Politik | 27. März 2014

Das Beratungskonzept 2020 erregt die Gemüter der Obstbauern

Von Brigitte Werner-Gnann
Mindestlohn, Gewässerrandstreifen, Feuerbrandverordnung – offene politische Baustellen gibt es für Obstbauern genug. Heftige Kritik löste bei der Mitgliederversammlung des Landesverbandes Erwerbsobstbau (LVEO) in Stuttgart aber ein anderer Punkt aus: das Beratungskonzept 2020 des Landes.
Einsatz für die Obstbauern im Land (vorne im Bild von links): Die Vizepräsidenten des LVEO, Walter Söllner und Hartwig Roth, sowie Präsident Franz Josef Müller.
Kompliziert und undurchsichtig waren noch die moderatesten Kommentare seitens der Offizialberater, die Ministeriumsvertreter Wolfgang Arnoldt bei der Vorstellung des Konzepts zur Umgestaltung der Beratung erntete. Auch der Zeitplan mit der Umsetzung zu Jahresbeginn 2015 sorgte für Unmut.
Dabei hatte Arnoldt zuvor die Gründe für eine Umgestaltung aufgezeigt: Zum einen wachsen die Herausforderungen für die Betriebe, was mehr einzelbetrieblichen Beratungsbedarf auslöst. Den kann die bisherige Offizialberatung wegen wachsender Verwaltungsaufgaben nicht decken. Auch fehlen Mittel und Personal. Zudem gibt es Interessenkonflikte bei den Aufgaben als Berater einerseits und Kontrolleur andererseits. Von Seiten der EU wird die Förderung halbstaatlicher Beratungsdienste unter wettbewerbsrechtlichen Aspekten zunehmend kritisch gesehen.
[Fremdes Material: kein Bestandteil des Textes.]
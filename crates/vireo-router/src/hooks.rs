//! Page lifecycle hooks.
//!
//! Pages export optional lifecycle functions. The browser runtime wraps the
//! page's JS exports into [`Hook`] values; native tests use plain closures.
//! All hooks run through [`execute_hook`] so absence and error propagation are
//! handled in one place.

use std::rc::Rc;

use futures::future::LocalBoxFuture;
use tracing::debug;

use crate::context::PageContext;
use crate::error::{Result, RouterError};

/// A user-provided lifecycle function. Receives the committed page context.
pub type Hook = Rc<dyn Fn(Rc<PageContext>) -> LocalBoxFuture<'static, Result<()>>>;

/// Build a [`Hook`] from an async closure.
pub fn hook<F, Fut>(f: F) -> Hook
where
    F: Fn(Rc<PageContext>) -> Fut + 'static,
    Fut: std::future::Future<Output = Result<()>> + 'static,
{
    Rc::new(move |ctx| Box::pin(f(ctx)))
}

/// The optional lifecycle capability surface of a page.
#[derive(Clone, Default)]
pub struct PageHooks {
    /// Runs once when a page transition starts, before any suspension point.
    pub on_page_transition_start: Option<Hook>,
    /// Runs after the most current render commits, when a transition was active.
    pub on_page_transition_end: Option<Hook>,
    /// Runs once after the initial hydration render.
    pub on_hydration_end: Option<Hook>,
}

impl std::fmt::Debug for PageHooks {
    fn fmt(&self, f: &mut std::fmt::Formatter<'_>) -> std::fmt::Result {
        f.debug_struct("PageHooks")
            .field(
                "on_page_transition_start",
                &self.on_page_transition_start.is_some(),
            )
            .field(
                "on_page_transition_end",
                &self.on_page_transition_end.is_some(),
            )
            .field("on_hydration_end", &self.on_hydration_end.is_some())
            .finish()
    }
}

/// Execute an optional hook, doing nothing when it is absent.
///
/// Hook failures are wrapped with the hook name so the host application's
/// error reporting can attribute them.
pub async fn execute_hook(
    hook: Option<&Hook>,
    name: &'static str,
    ctx: Rc<PageContext>,
) -> Result<()> {
    let Some(hook) = hook else {
        return Ok(());
    };
    debug!(hook = name, url = %ctx.url, "executing page hook");
    hook(ctx).await.map_err(|err| RouterError::Hook {
        hook: name,
        message: err.to_string(),
    })
}

#[cfg(test)]
mod tests {
    use super::*;
    use std::cell::Cell;

    fn ctx() -> Rc<PageContext> {
        Rc::new(PageContext::new("/", None))
    }

    #[tokio::test]
    async fn absent_hook_is_a_no_op() {
        assert!(execute_hook(None, "onHydrationEnd", ctx()).await.is_ok());
    }

    #[tokio::test]
    async fn hook_runs_and_sees_the_context() {
        let seen = Rc::new(Cell::new(false));
        let seen2 = seen.clone();
        let h = hook(move |ctx: Rc<PageContext>| {
            let seen = seen2.clone();
            async move {
                assert_eq!(ctx.url, "/");
                seen.set(true);
                Ok(())
            }
        });
        execute_hook(Some(&h), "onPageTransitionStart", ctx())
            .await
            .unwrap();
        assert!(seen.get());
    }

    #[tokio::test]
    async fn hook_failure_is_attributed() {
        let h = hook(|_| async { Err(RouterError::Resolution("kaput".into())) });
        let err = execute_hook(Some(&h), "onPageTransitionEnd", ctx())
            .await
            .unwrap_err();
        match err {
            RouterError::Hook { hook, message } => {
                assert_eq!(hook, "onPageTransitionEnd");
                assert!(message.contains("kaput"));
            }
            other => panic!("unexpected error: {other:?}"),
        }
    }
}
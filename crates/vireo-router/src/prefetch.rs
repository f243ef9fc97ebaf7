//! Speculative prefetching.
//!
//! Prefetching warms a destination page's static assets/data without
//! rendering it. It shares the page-context resolution path with the router
//! but stops before the render step, and it is deduplicated per normalized
//! URL so hover + viewport triggers (or two concurrent calls) load at most
//! once.

use std::cell::RefCell;
use std::collections::HashSet;
use std::rc::Rc;

use serde::{Deserialize, Serialize};
use tracing::{debug, warn};

use crate::context::{PageContextBuilder, Routability};
use crate::error::{Result, RouterError};
use crate::history::strip_hash;
use crate::link::is_external_url;

/// When a link's assets are prefetched.
#[derive(Debug, Clone, Copy, PartialEq, Eq, Serialize, Deserialize)]
#[serde(rename_all = "lowercase")]
pub enum PrefetchMode {
    /// On `mouseover` / `touchstart`.
    Hover,
    /// When the link scrolls into the viewport.
    Viewport,
    /// Never.
    Disabled,
}

impl PrefetchMode {
    /// Resolve the trigger for one link: per-link attribute, then the page's
    /// exported default, then the router config default.
    pub fn resolve(
        link_attr: Option<&str>,
        page_default: Option<PrefetchMode>,
        config_default: PrefetchMode,
    ) -> PrefetchMode {
        let fallback = page_default.unwrap_or(config_default);
        match link_attr {
            None => fallback,
            Some("hover") => PrefetchMode::Hover,
            Some("viewport") => PrefetchMode::Viewport,
            Some("false") => PrefetchMode::Disabled,
            Some(other) => {
                warn!(value = other, "unknown prefetch mode attribute, using default");
                fallback
            }
        }
    }
}

/// URLs already prefetched or with a prefetch in flight.
#[derive(Debug, Default)]
pub struct PrefetchRegistry {
    urls: RefCell<HashSet<String>>,
}

impl PrefetchRegistry {
    pub fn new() -> Self {
        Self::default()
    }

    /// Record `url` as prefetched. Returns `false` when it already was.
    pub fn mark(&self, url: &str) -> bool {
        self.urls.borrow_mut().insert(normalize(url))
    }

    pub fn contains(&self, url: &str) -> bool {
        self.urls.borrow().contains(&normalize(url))
    }
}

/// Prefetch keys ignore the fragment: `/a#x` and `/a#y` load the same page.
fn normalize(url: &str) -> String {
    strip_hash(url).to_string()
}

/// Warms page assets through the shared page-context resolution path.
pub struct Prefetcher {
    builder: Rc<dyn PageContextBuilder>,
    registry: PrefetchRegistry,
}

impl Prefetcher {
    pub fn new(builder: Rc<dyn PageContextBuilder>) -> Self {
        Self {
            builder,
            registry: PrefetchRegistry::new(),
        }
    }

    pub fn registry(&self) -> &PrefetchRegistry {
        &self.registry
    }

    /// Prefetch the assets for `url`.
    ///
    /// Idempotent per normalized URL; the URL is marked before the first
    /// suspension point so a concurrent call for the same URL backs off.
    /// Cross-origin URLs are an error: they can never be client-routed.
    pub async fn prefetch(&self, url: &str) -> Result<()> {
        if is_external_url(url) {
            return Err(RouterError::CrossOriginPrefetch {
                url: url.to_string(),
            });
        }
        if !self.registry.mark(url) {
            return Ok(());
        }
        match self.builder.routability(url).await? {
            Routability::Routable => {
                debug!(url, "prefetching page assets");
                self.builder.load_page_assets(url).await
            }
            // A routing hook aborting here is the hook's business; the full
            // pipeline will deal with it if the user actually navigates.
            Routability::Aborted(_) | Routability::NotRoutable => Ok(()),
        }
    }

    /// Trigger-path prefetch: any routing failure (a hook bug or an
    /// intentional abort) is swallowed, since triggers fire speculatively.
    /// Asset-fetch failures still propagate so the session can fall back to
    /// server routing.
    pub async fn prefetch_if_routable(&self, url: &str) -> Result<()> {
        match self.prefetch(url).await {
            Err(err @ RouterError::AssetFetch { .. }) => Err(err),
            Err(_) | Ok(()) => Ok(()),
        }
    }
}

#[cfg(test)]
mod tests {
    use super::*;
    use crate::context::{PageContext, ResolveOutcome, RewriteChain};
    use async_trait::async_trait;
    use std::cell::Cell;

    struct CountingBuilder {
        routable: Routability,
        routability_error: Option<RouterError>,
        load_error: Option<RouterError>,
        loads: Cell<u32>,
        gate: RefCell<Option<futures::channel::oneshot::Receiver<()>>>,
    }

    impl CountingBuilder {
        fn routable() -> Self {
            Self {
                routable: Routability::Routable,
                routability_error: None,
                load_error: None,
                loads: Cell::new(0),
                gate: RefCell::new(None),
            }
        }
    }

    #[async_trait(?Send)]
    impl PageContextBuilder for CountingBuilder {
        async fn create(
            &self,
            url: &str,
            _rewrites: &RewriteChain,
            _is_backward_navigation: Option<bool>,
        ) -> Result<PageContext> {
            Ok(PageContext::new(url, None))
        }

        async fn resolve(&self, ctx: PageContext) -> ResolveOutcome {
            ResolveOutcome::Resolved(ctx)
        }

        async fn resolve_error_page(&self, ctx: PageContext) -> ResolveOutcome {
            ResolveOutcome::Resolved(ctx)
        }

        async fn routability(&self, _url: &str) -> Result<Routability> {
            match &self.routability_error {
                Some(err) => Err(err.clone()),
                None => Ok(self.routable.clone()),
            }
        }

        async fn load_page_assets(&self, _url: &str) -> Result<()> {
            let gate = self.gate.borrow_mut().take();
            if let Some(gate) = gate {
                let _ = gate.await;
            }
            self.loads.set(self.loads.get() + 1);
            match &self.load_error {
                Some(err) => Err(err.clone()),
                None => Ok(()),
            }
        }
    }

    #[tokio::test]
    async fn prefetch_loads_routable_urls_once() {
        let builder = Rc::new(CountingBuilder::routable());
        let prefetcher = Prefetcher::new(builder.clone());
        prefetcher.prefetch("/docs").await.unwrap();
        prefetcher.prefetch("/docs").await.unwrap();
        prefetcher.prefetch("/docs#install").await.unwrap();
        assert_eq!(builder.loads.get(), 1);
    }

    #[tokio::test]
    async fn concurrent_prefetches_load_at_most_once() {
        let builder = Rc::new(CountingBuilder::routable());
        let (tx, rx) = futures::channel::oneshot::channel();
        *builder.gate.borrow_mut() = Some(rx);
        let prefetcher = Prefetcher::new(builder.clone());

        let first = prefetcher.prefetch("/docs");
        let second = prefetcher.prefetch("/docs");
        let release = async {
            let _ = tx.send(());
            Ok(())
        };
        let (a, b, c): (Result<()>, Result<()>, Result<()>) =
            futures::join!(first, second, release);
        a.unwrap();
        b.unwrap();
        c.unwrap();
        assert_eq!(builder.loads.get(), 1);
    }

    #[tokio::test]
    async fn cross_origin_prefetch_is_an_error() {
        let builder = Rc::new(CountingBuilder::routable());
        let prefetcher = Prefetcher::new(builder.clone());
        let err = prefetcher
            .prefetch("https://external.example/docs")
            .await
            .unwrap_err();
        assert!(matches!(err, RouterError::CrossOriginPrefetch { .. }));
        assert_eq!(builder.loads.get(), 0);
    }

    #[tokio::test]
    async fn non_routable_urls_are_skipped_silently() {
        let mut builder = CountingBuilder::routable();
        builder.routable = Routability::NotRoutable;
        let builder = Rc::new(builder);
        let prefetcher = Prefetcher::new(builder.clone());
        prefetcher.prefetch("/server-page").await.unwrap();
        assert_eq!(builder.loads.get(), 0);
    }

    #[tokio::test]
    async fn trigger_path_swallows_routing_failures() {
        let mut builder = CountingBuilder::routable();
        builder.routability_error = Some(RouterError::Resolution("route() bug".into()));
        let prefetcher = Prefetcher::new(Rc::new(builder));
        prefetcher.prefetch_if_routable("/flaky").await.unwrap();
    }

    #[tokio::test]
    async fn trigger_path_propagates_asset_fetch_failures() {
        let mut builder = CountingBuilder::routable();
        builder.load_error = Some(RouterError::AssetFetch {
            url: "/deployed".into(),
        });
        let prefetcher = Prefetcher::new(Rc::new(builder));
        let err = prefetcher
            .prefetch_if_routable("/deployed")
            .await
            .unwrap_err();
        assert!(matches!(err, RouterError::AssetFetch { .. }));
    }

    #[test]
    fn prefetch_mode_resolution_order() {
        use PrefetchMode::*;
        assert_eq!(PrefetchMode::resolve(Some("viewport"), Some(Hover), Hover), Viewport);
        assert_eq!(PrefetchMode::resolve(Some("false"), Some(Viewport), Hover), Disabled);
        assert_eq!(PrefetchMode::resolve(None, Some(Viewport), Hover), Viewport);
        assert_eq!(PrefetchMode::resolve(None, None, Hover), Hover);
        assert_eq!(PrefetchMode::resolve(Some("bogus"), None, Viewport), Viewport);
    }
}
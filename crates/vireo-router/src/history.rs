//! Browser history model.
//!
//! Every history entry written by the router carries a custom state payload:
//! a strictly increasing timestamp plus the last saved scroll position. The
//! timestamp exists because `popstate` does not tell us whether the user went
//! back or forward - we infer the direction by comparing the popped entry's
//! timestamp with the one we last saw.

use serde::{Deserialize, Serialize};
use std::cell::Cell;

/// A viewport scroll offset in CSS pixels.
#[derive(Debug, Clone, Copy, PartialEq, Default, Serialize, Deserialize)]
pub struct ScrollPosition {
    pub x: f64,
    pub y: f64,
}

impl ScrollPosition {
    pub fn new(x: f64, y: f64) -> Self {
        Self { x, y }
    }

    pub fn origin() -> Self {
        Self::default()
    }
}

/// The state payload persisted into `history.state`.
#[derive(Debug, Clone, Copy, PartialEq, Serialize, Deserialize)]
pub struct HistoryEntry {
    /// Milliseconds since the epoch, tie-broken to be strictly increasing
    /// across entries pushed by this router.
    pub timestamp: u64,
    /// Scroll position saved for back-/forward restoration. `None` until the
    /// first scroll save for this entry.
    pub scroll_position: Option<ScrollPosition>,
}

impl HistoryEntry {
    pub fn new(timestamp: u64) -> Self {
        Self {
            timestamp,
            scroll_position: None,
        }
    }
}

/// The logical history state the popstate classifier compares:
/// the URL with its hash stripped, plus the entry payload (if any).
#[derive(Debug, Clone, PartialEq)]
pub struct LogicalState {
    pub url_without_hash: String,
    pub entry: Option<HistoryEntry>,
}

impl LogicalState {
    pub fn new(url: &str, entry: Option<HistoryEntry>) -> Self {
        Self {
            url_without_hash: strip_hash(url).to_string(),
            entry,
        }
    }
}

/// Strip the `#fragment` part of a URL, if any.
pub fn strip_hash(url: &str) -> &str {
    match url.find('#') {
        Some(idx) => &url[..idx],
        None => url,
    }
}

/// Extract the `#fragment` part of a URL, without the `#`.
/// Returns `None` for a missing or empty fragment.
pub fn url_hash(url: &str) -> Option<&str> {
    match url.find('#') {
        Some(idx) if idx + 1 < url.len() => Some(&url[idx + 1..]),
        _ => None,
    }
}

/// Access to the browser's location and history.
///
/// The browser implementation lives in `vireo-web`; core tests use an
/// in-memory fake. All URLs are origin-relative (`/path?query#hash`) - full
/// URLs only appear when leaving the app through [`HistoryDriver::navigate_full`].
pub trait HistoryDriver {
    /// The current URL: pathname + search + hash.
    fn current_url(&self) -> String;

    /// The state payload of the current history entry, if this router wrote one.
    fn state(&self) -> Option<HistoryEntry>;

    /// Push a new history entry with the given payload.
    fn push(&self, url: &str, entry: HistoryEntry);

    /// Replace the current history entry (URL and payload).
    fn replace(&self, url: &str, entry: HistoryEntry);

    /// Leave the client router: a full browser navigation to `url`.
    /// Used for non-routable destinations, external redirects, and the
    /// session-wide fallback after client routing has been disabled.
    fn navigate_full(&self, url: &str);

    /// Wall clock in milliseconds since the epoch.
    fn now_ms(&self) -> u64;
}

/// Produces strictly increasing history timestamps even when the wall clock
/// reports the same millisecond twice.
#[derive(Debug, Default)]
pub struct Timestamper {
    last: Cell<u64>,
}

impl Timestamper {
    pub fn new() -> Self {
        Self::default()
    }

    pub fn next(&self, now_ms: u64) -> u64 {
        let ts = now_ms.max(self.last.get() + 1);
        self.last.set(ts);
        ts
    }
}

/// How a `popstate` event should be handled.
#[derive(Debug, Clone, PartialEq)]
pub enum PopStateAction {
    /// Only the hash changed: no render, just scroll handling.
    HashNavigation {
        /// `history.state` was `null`, i.e. the browser performed a native
        /// hash jump (anchor click or `location.hash = ...`). The current
        /// scroll position is already correct and must be re-seeded into the
        /// entry; a non-null state means the user traversed history and we
        /// restore the saved position ourselves.
        state_is_uninitialized: bool,
    },
    /// A real navigation: run the render pipeline.
    Navigate {
        /// Direction inferred from entry timestamps; `None` when either side
        /// has no timestamp to compare.
        is_backward_navigation: Option<bool>,
        /// Scroll position saved in the popped entry, if any.
        scroll_position: Option<ScrollPosition>,
    },
}

/// Classify a `popstate` event by comparing the current logical state with
/// the previously observed one.
pub fn classify_popstate(current: &LogicalState, previous: &LogicalState) -> PopStateAction {
    if current.url_without_hash == previous.url_without_hash {
        return PopStateAction::HashNavigation {
            state_is_uninitialized: current.entry.is_none(),
        };
    }
    let is_backward_navigation = match (&current.entry, &previous.entry) {
        (Some(cur), Some(prev)) => Some(cur.timestamp < prev.timestamp),
        _ => None,
    };
    PopStateAction::Navigate {
        is_backward_navigation,
        scroll_position: current.entry.and_then(|e| e.scroll_position),
    }
}

#[cfg(test)]
mod tests {
    use super::*;

    #[test]
    fn strip_hash_handles_absent_and_empty_fragments() {
        assert_eq!(strip_hash("/a/b?q=1"), "/a/b?q=1");
        assert_eq!(strip_hash("/a#sec"), "/a");
        assert_eq!(strip_hash("/a#"), "/a");
    }

    #[test]
    fn url_hash_extracts_nonempty_fragment() {
        assert_eq!(url_hash("/a#sec"), Some("sec"));
        assert_eq!(url_hash("/a#"), None);
        assert_eq!(url_hash("/a"), None);
    }

    #[test]
    fn history_entry_wire_shape_is_stable() {
        // `history.state` payloads outlive deploys (old entries stay in the
        // session history), so the serialized shape is a compatibility
        // contract.
        let mut entry = HistoryEntry::new(1_700_000_000_000);
        entry.scroll_position = Some(ScrollPosition::new(0.0, 420.5));
        let json = serde_json::to_value(entry).unwrap();
        assert_eq!(
            json,
            serde_json::json!({
                "timestamp": 1_700_000_000_000_u64,
                "scroll_position": { "x": 0.0, "y": 420.5 },
            })
        );
        let back: HistoryEntry = serde_json::from_value(json).unwrap();
        assert_eq!(back, entry);
    }

    #[test]
    fn timestamper_breaks_ties() {
        let ts = Timestamper::new();
        let a = ts.next(1000);
        let b = ts.next(1000);
        let c = ts.next(999);
        assert_eq!(a, 1000);
        assert!(b > a);
        assert!(c > b);
    }

    #[test]
    fn hash_only_popstate_never_navigates() {
        let prev = LogicalState::new("/page#top", Some(HistoryEntry::new(1)));
        let cur = LogicalState::new("/page#details", None);
        assert_eq!(
            classify_popstate(&cur, &prev),
            PopStateAction::HashNavigation {
                state_is_uninitialized: true
            }
        );
    }

    #[test]
    fn hash_popstate_with_state_restores_saved_scroll() {
        let prev = LogicalState::new("/page", Some(HistoryEntry::new(2)));
        let cur = LogicalState::new("/page#a", Some(HistoryEntry::new(1)));
        assert_eq!(
            classify_popstate(&cur, &prev),
            PopStateAction::HashNavigation {
                state_is_uninitialized: false
            }
        );
    }

    #[test]
    fn popstate_direction_comes_from_timestamps() {
        let prev = LogicalState::new("/b", Some(HistoryEntry::new(200)));
        let cur = LogicalState::new("/a", Some(HistoryEntry::new(100)));
        assert_eq!(
            classify_popstate(&cur, &prev),
            PopStateAction::Navigate {
                is_backward_navigation: Some(true),
                scroll_position: None,
            }
        );
    }

    #[test]
    fn popstate_direction_is_unknown_without_timestamps() {
        let prev = LogicalState::new("/b", None);
        let cur = LogicalState::new("/a", Some(HistoryEntry::new(100)));
        let action = classify_popstate(&cur, &prev);
        assert_eq!(
            action,
            PopStateAction::Navigate {
                is_backward_navigation: None,
                scroll_position: None,
            }
        );
    }

    #[test]
    fn popstate_carries_saved_scroll_position() {
        let mut entry = HistoryEntry::new(100);
        entry.scroll_position = Some(ScrollPosition::new(0.0, 640.0));
        let prev = LogicalState::new("/b", Some(HistoryEntry::new(200)));
        let cur = LogicalState::new("/a", Some(entry));
        match classify_popstate(&cur, &prev) {
            PopStateAction::Navigate {
                scroll_position: Some(pos),
                ..
            } => assert_eq!(pos.y, 640.0),
            other => panic!("expected navigate with scroll, got {other:?}"),
        }
    }
}
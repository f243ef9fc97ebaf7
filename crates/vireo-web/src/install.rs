//! Router installation: construct the browser-backed router and wire every
//! DOM event source into it.

use std::rc::Rc;

use futures::FutureExt;
use tracing::{error, warn};
use wasm_bindgen::closure::Closure;
use wasm_bindgen::JsCast;
use wasm_bindgen_futures::spawn_local;
use web_sys::{Event, Window};

use vireo_router::{HistoryDriver, PageContextBuilder, Router, RouterConfig};

use crate::error::InstallError;
use crate::history::BrowserHistory;
use crate::links::{add_link_prefetch_handlers, install_click_interception};
use crate::scroll::BrowserScroll;

/// Install the client router into the current browser window.
///
/// Wires click interception, `popstate`, throttled scroll saving, and
/// page-hide/-show handling, then kicks off the hydration render in the
/// background. Returns the router for programmatic navigation and prefetch.
pub fn install_client_router(
    builder: Rc<dyn PageContextBuilder>,
    config: RouterConfig,
) -> Result<Router, InstallError> {
    let window = web_sys::window().ok_or(InstallError::NoWindow)?;
    let document = window.document().ok_or(InstallError::NoDocument)?;

    let history = Rc::new(BrowserHistory::new(&window)?);
    let scroll = Rc::new(BrowserScroll::new(window.clone()));
    // The assets of the currently served page are obviously loaded already.
    let current_url = history.current_url();
    let router = Router::new(config, builder, history, scroll);

    // The browser restores the pre-reload position for the first paint; the
    // router takes over from the first committed render.
    router.enable_native_restoration_for_first_paint();
    router.mark_prefetched(&current_url);

    // Each committed render re-scans the document for new links to prefetch.
    {
        let router_for_prefetch = router.clone();
        let document = document.clone();
        router.set_after_render(Rc::new(move |ctx| {
            let router = router_for_prefetch.clone();
            let document = document.clone();
            async move {
                add_link_prefetch_handlers(&router, &document, ctx.exports.prefetch_mode);
            }
            .boxed_local()
        }));
    }

    install_click_interception(&router, &window, &document);
    install_popstate(&router, &window);
    install_scroll_saving(&router, &window);
    install_page_visibility(&router, &window);

    let router_for_hydration = router.clone();
    spawn_local(async move {
        if let Err(err) = router_for_hydration.initial_render().await {
            error!(%err, "hydration render failed");
        }
    });

    Ok(router)
}

fn install_popstate(router: &Router, window: &Window) {
    let router = router.clone();
    let on_popstate = Closure::<dyn FnMut(Event)>::new(move |_event: Event| {
        let router = router.clone();
        spawn_local(async move {
            if let Err(err) = router.on_popstate().await {
                warn!(%err, "history navigation failed");
            }
        });
    });
    if let Err(err) =
        window.add_event_listener_with_callback("popstate", on_popstate.as_ref().unchecked_ref())
    {
        warn!(?err, "popstate listener installation failed");
    }
    on_popstate.forget();
}

fn install_scroll_saving(router: &Router, window: &Window) {
    let router = router.clone();
    let on_scroll = Closure::<dyn FnMut()>::new(move || {
        router.save_scroll_position_throttled();
    });
    if let Err(err) =
        window.add_event_listener_with_callback("scroll", on_scroll.as_ref().unchecked_ref())
    {
        warn!(?err, "scroll listener installation failed");
    }
    on_scroll.forget();
}

/// Page-hide saves the position unthrottled and hands scroll restoration back
/// to the browser so a BFCache restore lands right; page-show reclaims it.
fn install_page_visibility(router: &Router, window: &Window) {
    {
        let router = router.clone();
        let on_hide = Closure::<dyn FnMut()>::new(move || {
            router.on_page_hide();
        });
        if let Err(err) =
            window.add_event_listener_with_callback("pagehide", on_hide.as_ref().unchecked_ref())
        {
            warn!(?err, "pagehide listener installation failed");
        }
        on_hide.forget();
    }
    {
        let router = router.clone();
        let on_show = Closure::<dyn FnMut()>::new(move || {
            router.on_page_show();
        });
        if let Err(err) =
            window.add_event_listener_with_callback("pageshow", on_show.as_ref().unchecked_ref())
        {
            warn!(?err, "pageshow listener installation failed");
        }
        on_show.forget();
    }
}
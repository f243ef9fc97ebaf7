//! Navigation intents.
//!
//! A [`NavigationIntent`] is the single input of the render pipeline. Link
//! interception, popstate handling, internal redirects, and the initial
//! hydration all funnel into one.

use crate::history::ScrollPosition;

/// Where the viewport should end up after the render commits.
#[derive(Debug, Clone, Copy, PartialEq)]
pub enum ScrollTarget {
    /// Leave the viewport where it is (`keep-scroll-position` links,
    /// hydration).
    PreserveScroll,
    /// Replicate native behavior: scroll to the URL fragment's element when
    /// present and found, otherwise to the top-left origin.
    ScrollToTopOrHash,
    /// Restore an explicit saved position (back-/forward navigation).
    Position(ScrollPosition),
}

/// A single navigation request, consumed once by the router.
#[derive(Debug, Clone, PartialEq)]
pub struct NavigationIntent {
    /// Destination URL, origin-relative (`/path?query#hash`).
    pub url: String,
    /// `Some(true)` for history-back, `Some(false)` for forward/new, `None`
    /// when the direction cannot be determined.
    pub is_backward_navigation: Option<bool>,
    pub scroll_target: ScrollTarget,
    /// Replace the current history entry instead of pushing a new one.
    pub overwrite_last_history_entry: bool,
    /// Verify the destination routes client-side before intercepting; set for
    /// link clicks, not for popstate or the initial render (those URLs are
    /// already ours).
    pub check_client_routable: bool,
}

impl NavigationIntent {
    /// Intent for an intercepted link click.
    pub fn link_click(url: impl Into<String>, keep_scroll_position: bool) -> Self {
        Self {
            url: url.into(),
            is_backward_navigation: Some(false),
            scroll_target: if keep_scroll_position {
                ScrollTarget::PreserveScroll
            } else {
                ScrollTarget::ScrollToTopOrHash
            },
            overwrite_last_history_entry: false,
            check_client_routable: true,
        }
    }

    /// Intent for a back-/forward history navigation.
    pub fn history_pop(
        url: impl Into<String>,
        scroll_target: ScrollTarget,
        is_backward_navigation: Option<bool>,
    ) -> Self {
        Self {
            url: url.into(),
            is_backward_navigation,
            scroll_target,
            overwrite_last_history_entry: false,
            check_client_routable: false,
        }
    }

    /// Intent for the initial hydration render.
    pub fn initial(url: impl Into<String>) -> Self {
        Self {
            url: url.into(),
            is_backward_navigation: None,
            scroll_target: ScrollTarget::PreserveScroll,
            overwrite_last_history_entry: false,
            check_client_routable: false,
        }
    }
}

#[cfg(test)]
mod tests {
    use super::*;

    #[test]
    fn link_click_scroll_target_follows_keep_scroll_flag() {
        assert_eq!(
            NavigationIntent::link_click("/a", true).scroll_target,
            ScrollTarget::PreserveScroll
        );
        assert_eq!(
            NavigationIntent::link_click("/a", false).scroll_target,
            ScrollTarget::ScrollToTopOrHash
        );
    }

    #[test]
    fn only_link_clicks_check_routability() {
        assert!(NavigationIntent::link_click("/a", false).check_client_routable);
        assert!(!NavigationIntent::initial("/").check_client_routable);
        assert!(
            !NavigationIntent::history_pop("/a", ScrollTarget::ScrollToTopOrHash, None)
                .check_client_routable
        );
    }
}
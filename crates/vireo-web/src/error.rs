//! Installation errors.

use thiserror::Error;
use wasm_bindgen::JsValue;

/// Failures while wiring the router into the browser environment.
///
/// These can only happen in non-browser contexts (workers, SSR executing
/// client code by mistake), so they surface at install time rather than
/// being threaded through the runtime.
#[derive(Debug, Clone, PartialEq, Eq, Error)]
pub enum InstallError {
    #[error("no global `window` object (not running in a browser?)")]
    NoWindow,
    #[error("`window.document` is missing")]
    NoDocument,
    #[error("`window.history` is not accessible")]
    NoHistory,
}

impl From<InstallError> for JsValue {
    fn from(err: InstallError) -> Self {
        JsValue::from_str(&err.to_string())
    }
}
Neugründungen für Beratungszwecke
Daher habe das Land das Projekt Beratung 2020 angestoßen, mit dem die Basis für eine effizientere Beratungsstruktur gelegt und ein Beratungskatalog als Angebot für die Betriebe erarbeitet wurde. Dieser Katalog sieht eine Beratung in Modulen vor, die nach dem Baukastenprinzip aufeinander aufbauen. Dabei wird es Einstiegsmodule zur Betriebsentwicklung, breit angelegte Grundmodule und Spezialmodule für konkrete Themen geben. Für den Obstbau ist bislang Technik und Bewässerung vorgesehen. Die Beratungsleistung wird dann künftig von der EU mitgefördert. So standen für die Beratungsdienste bislang 2,7 Millionen Euro jährlich bereit, künftig werden sie durch EU-Mittel verdoppelt. Angeboten wird die Beratung über eigens dafür gegründete Organisationen. Dass der Obstbau von der neuen Struktur ohne Offizialberatung stärker tangiert ist, räumte Arnoldt ein, zumal hier noch intensiv beraten werde. „Wer klassisch beraten will, muss sich verändern. Entweder gründet er eine eigene Beratungsorganisation oder er schließt sich einer an”, stellte er klar.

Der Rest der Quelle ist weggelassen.